Le système fiscal suisse: un modèle de fédéralisme appliqué

Berne, 18.01.2007 - Position du conseiller fédéral Hans-Rudolf Merz relative à la concurrence fiscale internationale, 18 janvier 2007

Le système fiscal suisse et ses particularités sont actuellement au centre des discussions. Pour le conseiller fédéral Hans-Rudolf Merz, ce système est un reflet de notre conception de l’Etat et donc de notre identité culturelle. La concurrence fiscale inscrite dans notre démocratie directe permet en définitive aux systèmes fiscaux les plus efficients et les plus équitables de s’imposer. 

 

L'Europe est un continent particulièrement varié. Et comme l'histoire le montre, cette extrême diversité n'a pas desservi l'Europe. Loin de là. Dans un livre resté célèbre, „The European Miracle„, Eric Jones explique par exemple que ce n'est pas un hasard si elle fut l'épicentre de la révolution industrielle. Cette diversité, de même qu'une saine dose de concurrence en Europe, ont été un terreau fertile pour de brillantes réalisations dans des domaines comme la politique, la religion, les sciences, les beaux-arts ou la culture. En effet, toutes les spécificités institutionnelles coexistant sur un territoire exigu ont contribué à l'éclosion d'innovations sociales et d'idées peu orthodoxes. Les différents projets d'organisation politique et sociale ont créé une émulation compétitive, qui s'est traduite par un bond de productivité et une très forte initiative créatrice. Par exemple, comme l'ont montré les historiens et les économistes, l'Allemagne a dû son bien-être et sa prospérité durant la Renaissance à sa fragmentation politique, qui a permis de briser les contraintes du système des corporations. En octroyant aux marchands et aux artistes des libertés individuelles étendues, les rivaux politiques vivant à l'écart des grandes villes ont suscité un courant d'immigration. Des villes ont vu le jour et, à la place des conventions traditionnelles, de nouvelles expériences politiques ont été tentées.

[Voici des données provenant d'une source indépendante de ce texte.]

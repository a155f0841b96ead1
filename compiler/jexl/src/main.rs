//! jexl command-line driver.

use jexl::{report, Engine, EngineBuilder, JexlError, MapContext, Value};

fn main() {
    jexl::init_tracing();

    let args: Vec<String> = std::env::args().collect();

    if args.len() < 2 {
        print_usage();
        return;
    }

    let command = &args[1];

    match command.as_str() {
        "eval" => {
            if args.len() < 3 {
                eprintln!("Usage: jexl eval <expression>");
                std::process::exit(1);
            }
            let source = args[2..].join(" ");
            eval_expression(&source);
        }
        "run" => {
            if args.len() < 3 {
                eprintln!("Usage: jexl run <file> [options]");
                eprintln!();
                eprintln!("Options:");
                eprintln!("  --strict            Fail on undefined variables and members");
                eprintln!("  --lenient           Resolve undefined names to null (default)");
                eprintln!("  --silent            Print null instead of failing");
                eprintln!("  --unsafe            Fail on navigation through null");
                eprintln!("  --set name=value    Define a variable (value is an expression)");
                std::process::exit(1);
            }
            let run = match parse_run_options(&args[2..]) {
                Ok(run) => run,
                Err(msg) => {
                    eprintln!("error: {msg}");
                    std::process::exit(1);
                }
            };
            run_file(run);
        }
        "parse" => {
            if args.len() < 3 {
                eprintln!("Usage: jexl parse <file>");
                std::process::exit(1);
            }
            parse_file(&args[2]);
        }
        "lex" => {
            if args.len() < 3 {
                eprintln!("Usage: jexl lex <file>");
                std::process::exit(1);
            }
            lex_file(&args[2]);
        }
        "help" | "--help" | "-h" => {
            print_usage();
        }
        "version" | "--version" | "-V" => {
            println!("jexl {}", env!("CARGO_PKG_VERSION"));
        }
        _ => {
            eprintln!("Unknown command: {command}");
            eprintln!();
            print_usage();
            std::process::exit(1);
        }
    }
}

fn print_usage() {
    println!("jexl - expression and script evaluator");
    println!();
    println!("Usage: jexl <command> [options]");
    println!();
    println!("Commands:");
    println!("  eval <expr>     Evaluate an expression and print the result");
    println!("  run <file>      Execute a script file");
    println!("  parse <file>    Parse a script and print the tree");
    println!("  lex <file>      Tokenize a file and print the tokens");
    println!("  help            Show this message");
    println!("  version         Show version information");
    println!();
    println!("Set RUST_LOG (e.g. RUST_LOG=jexl=debug) for tracing output.");
}

struct RunOptions {
    path: String,
    builder: EngineBuilder,
    variables: Vec<(String, String)>,
}

fn parse_run_options(args: &[String]) -> Result<RunOptions, String> {
    let mut path = None;
    let mut builder = Engine::builder();
    let mut variables = Vec::new();

    let mut i = 0;
    while i < args.len() {
        let arg = args[i].as_str();
        match arg {
            "--strict" => builder = builder.strict(true),
            "--lenient" => builder = builder.strict(false),
            "--silent" => builder = builder.silent(true),
            "--unsafe" => builder = builder.safe(false),
            "--set" => {
                let Some(binding) = args.get(i + 1) else {
                    return Err("--set needs name=value".to_string());
                };
                variables.push(split_binding(binding)?);
                i += 1;
            }
            _ if arg.starts_with('-') => match arg.strip_prefix("--set=") {
                Some(binding) => variables.push(split_binding(binding)?),
                None => return Err(format!("unknown option '{arg}'")),
            },
            _ if path.is_none() => path = Some(arg.to_string()),
            _ => return Err(format!("unexpected argument '{arg}'")),
        }
        i += 1;
    }

    let path = path.ok_or_else(|| "missing file path".to_string())?;
    Ok(RunOptions {
        path,
        builder,
        variables,
    })
}

fn split_binding(binding: &str) -> Result<(String, String), String> {
    match binding.split_once('=') {
        Some((name, value)) if !name.trim().is_empty() => {
            Ok((name.trim().to_string(), value.to_string()))
        }
        _ => Err(format!("invalid binding '{binding}', expected name=value")),
    }
}

/// Value of a `--set` binding: the text as an expression when it evaluates
/// cleanly, the raw text otherwise.
fn binding_value(engine: &Engine, text: &str) -> Value {
    let empty = MapContext::new().into_shared();
    engine
        .create_expression(text)
        .and_then(|expr| expr.evaluate(&empty))
        .unwrap_or_else(|_| Value::string(text))
}

fn read_file(path: &str) -> String {
    match std::fs::read_to_string(path) {
        Ok(content) => content,
        Err(e) => {
            let msg = match e.kind() {
                std::io::ErrorKind::NotFound => format!("cannot find file '{path}'"),
                std::io::ErrorKind::PermissionDenied => {
                    format!("permission denied reading '{path}'")
                }
                std::io::ErrorKind::InvalidData => {
                    format!("'{path}' contains invalid UTF-8 data")
                }
                _ => format!("error reading '{path}': {e}"),
            };
            eprintln!("{msg}");
            std::process::exit(1);
        }
    }
}

fn fail(name: &str, source: &str, err: &JexlError) -> ! {
    eprint!("{}", report::render(name, source, err, true));
    std::process::exit(1);
}

fn eval_expression(source: &str) {
    let engine = Engine::new();
    let ctx = MapContext::new().into_shared();
    match engine
        .create_expression(source)
        .and_then(|expr| expr.evaluate(&ctx))
    {
        Ok(value) => println!("{value}"),
        Err(err) => fail("<expr>", source, &err),
    }
}

fn run_file(run: RunOptions) {
    let source = read_file(&run.path);
    let literal_engine = Engine::builder().cache(0).build();
    let ctx = run
        .variables
        .iter()
        .fold(MapContext::new(), |ctx, (name, text)| {
            ctx.with(name.as_str(), binding_value(&literal_engine, text))
        })
        .into_shared();

    let engine = run.builder.build();
    match engine
        .create_script(&source)
        .and_then(|script| script.execute(&ctx, &[]))
    {
        Ok(Value::Nil) => {}
        Ok(value) => println!("{value}"),
        Err(err) => fail(&run.path, &source, &err),
    }
}

fn parse_file(path: &str) {
    let source = read_file(path);
    match Engine::new().create_script(&source) {
        Ok(script) => println!("{}", script.ast()),
        Err(err) => fail(path, &source, &err),
    }
}

fn lex_file(path: &str) {
    let source = read_file(path);
    let tokens = jexl_lexer::tokenize(&source);
    println!("Tokens for '{}' ({} tokens):", path, tokens.len());
    for token in &tokens {
        println!("  {:?} @ {}", token.kind, token.span);
    }
}
//! Primary expressions: literals, identifiers, groupings, lambdas,
//! constructor calls and collection literals.

use std::sync::Arc;

use jexl_ir::{Features, Lambda, Literal, Node, NodeKind, Span, TokenKind};
use rustc_hash::FxHashSet;
use tracing::trace;

use crate::{ErrorCode, ParseError, Parser};

impl Parser<'_> {
    pub(crate) fn parse_primary(&mut self) -> Result<Node, ParseError> {
        let token = self.current();
        let span = token.span;
        let literal =
            |lit: Literal| -> Result<Node, ParseError> { Ok(Node::new(NodeKind::Literal(lit), span)) };
        match &token.kind {
            TokenKind::Number(n) => {
                self.advance();
                literal(Literal::Number(n.clone()))
            }
            TokenKind::Str(s) => {
                self.advance();
                literal(Literal::Str(s.clone()))
            }
            TokenKind::True => {
                self.advance();
                literal(Literal::Bool(true))
            }
            TokenKind::False => {
                self.advance();
                literal(Literal::Bool(false))
            }
            TokenKind::Null => {
                self.advance();
                literal(Literal::Nil)
            }
            TokenKind::Ident(name) => {
                let next = self.cursor.peek_kind_at(1);
                if name == "new" && next == &TokenKind::LParen {
                    return self.parse_new();
                }
                if matches!(next, TokenKind::Arrow | TokenKind::FatArrow) {
                    return self.parse_lambda();
                }
                self.advance();
                Ok(Node::new(NodeKind::Ident(name.clone()), span))
            }
            TokenKind::LParen => {
                if self.lambda_ahead() {
                    return self.parse_lambda();
                }
                self.advance();
                let inner = self.parse_expr()?;
                self.expect(&TokenKind::RParen)?;
                Ok(inner)
            }
            TokenKind::LBracket => self.parse_array(),
            TokenKind::LBrace => self.parse_brace_literal(),
            kind => Err(ParseError::expected_expression(kind, self.current_span())),
        }
    }

    /// Whether the tokens at the cursor form `( ident, ... ) ->` or `() ->`.
    ///
    /// Pure lookahead: nothing is consumed, so a grouping parse can start
    /// from the same position.
    fn lambda_ahead(&self) -> bool {
        let at = |n| self.cursor.peek_kind_at(n);
        let mut n = 1;
        if at(n) != &TokenKind::RParen {
            loop {
                if !matches!(at(n), TokenKind::Ident(_)) {
                    return false;
                }
                n += 1;
                match at(n) {
                    TokenKind::Comma => n += 1,
                    TokenKind::RParen => break,
                    _ => return false,
                }
            }
        }
        matches!(at(n + 1), TokenKind::Arrow | TokenKind::FatArrow)
    }

    /// `x -> body`, `(a, b) -> body` or `() => body`.
    fn parse_lambda(&mut self) -> Result<Node, ParseError> {
        let start = self.current_span();
        self.require(Features::LAMBDA, start)?;

        let mut params = Vec::new();
        let mut seen = FxHashSet::default();
        let mut add_param = |name: String, span: Span| {
            if seen.insert(name.clone()) {
                params.push(name);
                Ok(())
            } else {
                Err(ParseError::new(
                    ErrorCode::E1011,
                    format!("duplicate parameter '{name}'"),
                    span,
                ))
            }
        };
        if self.eat(&TokenKind::LParen) {
            if !self.eat(&TokenKind::RParen) {
                loop {
                    let (name, span) = self.cursor.expect_ident()?;
                    add_param(name, span)?;
                    if !self.eat(&TokenKind::Comma) {
                        break;
                    }
                }
                self.expect(&TokenKind::RParen)?;
            }
        } else {
            let (name, span) = self.cursor.expect_ident()?;
            add_param(name, span)?;
        }
        if !self.eat(&TokenKind::Arrow) {
            self.expect(&TokenKind::FatArrow)?;
        }
        trace!(params = params.len(), "lambda");

        // Loops outside the lambda do not make `break` valid inside it.
        let outer_loops = std::mem::replace(&mut self.loop_depth, 0);
        self.push_scope(true);
        let body = self.parse_lambda_body(&params, start);
        self.pop_scope();
        self.loop_depth = outer_loops;
        let body = body?;

        Ok(Node::new(
            NodeKind::Lambda(Arc::new(Lambda::new(params, body))),
            self.span_from(start),
        ))
    }

    fn parse_lambda_body(&mut self, params: &[String], span: Span) -> Result<Node, ParseError> {
        for param in params {
            self.declare(param, span)?;
        }
        if self.check(&TokenKind::LBrace) {
            self.parse_block()
        } else {
            self.parse_expr()
        }
    }

    /// `new(class, args...)`
    fn parse_new(&mut self) -> Result<Node, ParseError> {
        let start = self.current_span();
        self.require(Features::NEW_INSTANCE, start)?;
        self.advance();
        let mut args = self.parse_call_args()?;
        if args.is_empty() {
            return Err(ParseError::new(
                ErrorCode::E1002,
                "new() requires a class name",
                self.span_from(start),
            ));
        }
        let class = args.remove(0);
        Ok(Node::new(
            NodeKind::New {
                class: Box::new(class),
                args,
            },
            self.span_from(start),
        ))
    }

    /// `[a, b, ...]`, trailing comma allowed.
    fn parse_array(&mut self) -> Result<Node, ParseError> {
        let start = self.current_span();
        self.require(Features::STRUCTURED_LITERAL, start)?;
        self.advance();
        let mut items = Vec::new();
        while !self.check(&TokenKind::RBracket) {
            items.push(self.parse_expr()?);
            if !self.eat(&TokenKind::Comma) {
                break;
            }
        }
        self.expect(&TokenKind::RBracket)?;
        Ok(Node::new(NodeKind::Array(items), self.span_from(start)))
    }

    /// `{}` / `{:}` empty map, `{k: v, ...}` map, `{a, b}` set. The kind is
    /// decided by whether a `:` follows the first inner expression.
    pub(crate) fn parse_brace_literal(&mut self) -> Result<Node, ParseError> {
        let start = self.current_span();
        self.require(Features::STRUCTURED_LITERAL, start)?;
        self.advance();
        if self.eat(&TokenKind::RBrace) {
            return Ok(Node::new(NodeKind::Map(Vec::new()), self.span_from(start)));
        }
        if self.check(&TokenKind::Colon) && self.cursor.peek_kind_at(1) == &TokenKind::RBrace {
            self.advance();
            self.advance();
            return Ok(Node::new(NodeKind::Map(Vec::new()), self.span_from(start)));
        }

        let first = self.parse_expr()?;
        if self.eat(&TokenKind::Colon) {
            let mut entries = vec![(first, self.parse_expr()?)];
            while self.eat(&TokenKind::Comma) {
                if self.check(&TokenKind::RBrace) {
                    break;
                }
                let key = self.parse_expr()?;
                self.expect(&TokenKind::Colon)?;
                entries.push((key, self.parse_expr()?));
            }
            self.expect(&TokenKind::RBrace)?;
            return Ok(Node::new(NodeKind::Map(entries), self.span_from(start)));
        }

        let mut items = vec![first];
        while self.eat(&TokenKind::Comma) {
            if self.check(&TokenKind::RBrace) {
                break;
            }
            items.push(self.parse_expr()?);
        }
        self.expect(&TokenKind::RBrace)?;
        Ok(Node::new(NodeKind::Set(items), self.span_from(start)))
    }
}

Les temps ont naturellement changé. La question qui se pose aujourd'hui est de savoir si, dans un monde en voie d'intégration et soumis aux lois de la globalisation, des différenciations sur d'aussi petits territoires se justifient encore. Plusieurs réponses sont possibles, de même qu'en matière de politique - et de concurrence - fiscale. Quelle est la bonne dose de compétition, et jusqu'à quel point la coordination s'avère-t-elle nécessaire? La question des possibilités et des limites de la concurrence fiscale a donné lieu à un débat controversé, dans le cadre du projet de l'OCDE intitulé „Harmful tax practices„. La Suisse a fourni un apport constructif à la discussion. Selon l'analyse faite par l'OCDE, nos systèmes sont conformes aux règles. Récemment d'ailleurs l'OCDE - une organisation internationale qui, soit dit en passant, comprend pas moins de 30 pays - a rangé la Suisse parmi les Etats offrant des chances loyales de concurrence, suite à l'examen des systèmes fiscaux en vigueur. Le fait mérite d'être souligné.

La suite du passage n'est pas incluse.